This week I’m covering how major timetable changes, such as the biggest change to the Great Western Main Line in decades, and the rollout of new fleets of trains affect Realtime Trains and what we do to manage it.
This post was suggested by Chris Boots on Twitter in response to a call for suggestions:
What impact does a new Timetable have on RTT (especially the GWR one where IETs will start running to their new timings instead of the old HST ones)?
Chris Boots (@aniceenglishman)
On the face of it, Realtime Trains downloads open timetable data from Network Rail and then displays it. We apply the real-time data from the same sources on top of those schedules on the day and then we’re done with it. The reality is somewhat different for major changes.
Minor timetable changes which involve tinkering around the edges of paths and minor timing alterations do not really require us to worry much. Changes such as Virgin High Frequency on the WCML in 2008, East Coast’s Eureka on the ECML in 2011 and the forthcoming change on the GWML require us to pay more attention. Realtime Trains has only been around since 2012 so this marks our first major change of this nature.
The change on GWR is considerable, the timetable is not just changing but also marks substantially accelerated timings taking advantage of the performance characteristics of the Hitachi train fleet. The East Coast Main Line is also seeing much the same changes in the latter respect with the introduction of the LNER fleet, as well as the forthcoming replacement of 180s with 802s by Hull Trains, making Intercity Express Trains and AT300s the main fleets in use for intercity service on both lines.

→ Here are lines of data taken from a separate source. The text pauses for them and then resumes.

use super::{user_shapes, TRAIT_VALUE};
use crate::domain::traits::TraitDefinition;
use crate::domain::{Model, Shape, Trait, TraitFactory, TypedTrait};
use crate::validation::{NodeValidator, Severity, ValidationEvent, Validator};

/// Validates every applied trait value against its definition shape
///
/// Values that pass node validation are also checked by the typed trait
/// factory, which knows constraints the shapes cannot express (URI
/// patterns, regular expressions).
pub struct TraitValue;

impl TraitValue {
    fn event(shape: &Shape, t: &Trait, message: String) -> ValidationEvent {
        let event = ValidationEvent::new(TRAIT_VALUE, Severity::Error, message).with_shape(shape);
        if t.source().is_none() {
            event
        } else {
            event.with_source(t.source().clone())
        }
    }
}

impl Validator for TraitValue {
    fn name(&self) -> &str {
        TRAIT_VALUE
    }

    fn validate(&self, model: &Model) -> Vec<ValidationEvent> {
        let validator = NodeValidator::new(model);
        let factory = TraitFactory::builtin();
        let mut events = Vec::new();

        for shape in user_shapes(model) {
            for (trait_id, applied) in shape.traits() {
                let Some(definition) = model.get_shape(trait_id) else {
                    continue;
                };
                if !definition.has_trait(&TraitDefinition::id()) {
                    events.push(Self::event(
                        shape,
                        applied,
                        format!("`{}` is applied as a trait but is not a trait definition", trait_id),
                    ));
                    continue;
                }

                let violations = validator.validate(applied.value(), trait_id);
                if violations.is_empty() {
                    if let Err(e) = factory.create_trait(
                        trait_id.clone(),
                        applied.value().clone(),
                        applied.source().clone(),
                    ) {
                        events.push(Self::event(shape, applied, e.to_string()));
                    }
                }
                for violation in violations {
                    events.push(Self::event(
                        shape,
                        applied,
                        format!("Error validating trait `{}`: {}", trait_id, violation),
                    ));
                }
            }
        }
        events
    }
}

#[cfg(test)]
mod tests {
    use super::*;
    use crate::domain::{prelude, prelude_trait, ShapeId, ShapeType, SourceLocation};
    use serde_json::json;

    fn id(s: &str) -> ShapeId {
        ShapeId::parse(s).unwrap()
    }

    fn model(shape: Shape) -> Model {
        Model::builder()
            .add_model(prelude::prelude())
            .add_shape(shape)
            .build()
    }

    fn operation(http: serde_json::Value) -> Shape {
        Shape::builder(ShapeType::Operation)
            .id(id("ns#Op"))
            .add_trait(
                Trait::new(prelude_trait("http"), http)
                    .with_source(SourceLocation::new("model.json", 3, 7)),
            )
            .build()
            .unwrap()
    }

    #[test]
    fn valid_values_pass() {
        let events = TraitValue.validate(&model(operation(json!({"method": "GET", "uri": "/a/{b}"}))));
        assert!(events.is_empty(), "{:#?}", events);
    }

    #[test]
    fn node_violations_are_reported_at_the_trait() {
        let events = TraitValue.validate(&model(operation(json!({"method": "GET", "code": "x"}))));
        let messages: Vec<&str> = events.iter().map(|e| e.message()).collect();
        assert_eq!(events.len(), 2, "{:?}", messages);
        assert!(messages[0].contains("Missing required structure member `uri`"));
        assert!(messages[1].contains("code: Expected integer value"));
        assert_eq!(events[0].source(), &SourceLocation::new("model.json", 3, 7));
    }

    #[test]
    fn typed_checks_run_after_node_validation() {
        let events = TraitValue.validate(&model(operation(json!({"method": "GET", "uri": "nope"}))));
        assert_eq!(events.len(), 1, "{:#?}", events);
        assert_eq!(events[0].severity(), Severity::Error);
    }

    #[test]
    fn non_definitions_cannot_be_traits() {
        let shape = Shape::builder(ShapeType::String)
            .id(id("ns#S"))
            .add_trait(Trait::new(id("smithy.api#String"), json!("x")))
            .build()
            .unwrap();
        let events = TraitValue.validate(&model(shape));
        assert_eq!(events.len(), 1);
        assert!(events[0].message().contains("not a trait definition"));
    }
}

From a starting point in terms of displaying schedules, nothing really changes. In the case of replacement fleets, we may see changes such as the power type and timing loads. The HST timing load is out and replaced with values like DMU800 and EMU800. In the case of Greater Anglia, we now see DMU755, EMU755 and EMU745. For Northern, we now see D195 (really should be DMU195). One lurking issue is that we do not currently show changes of timing loads en route which will be fixed before the start of the new timetable.
Previous specifications of the timetable data implied a data limitation for DMU power types to a small selection of letters, but as you can see above they now may offer a wider variety of values. Other examples are EMU506 which is a Class 350 EMU timed at 110mph. I should make it clear that a power type and timing load combination is not advice of what is planned to operate on a train, although it can be a good indicator, it is merely what the service is timed for - any rolling stock with similar performance characteristics should perform just as well. The site is designed to replace information such as this so that it is easier to understand.
Real-time train reporting on the day on the network is done through a variety of mechanisms. The primary ‘as it happens’ for most industry systems are using berth offsets, which internally we know as step offsets, which are a reactive process to a train progressing through Train Describer enabled areas. TRUST receives its real-time updates through a system called Signal Monitoring and Reporting to TRUST (SMART) and Darwin, the RDG ‘One Version of the Truth’ system, has its own set of these offsets too. You can see the source of any report on Realtime Trains by placing your mouse over any time in the real-time column - on mobile and tablets just tap the time. We’ll cover step offsets in more detail in a future post.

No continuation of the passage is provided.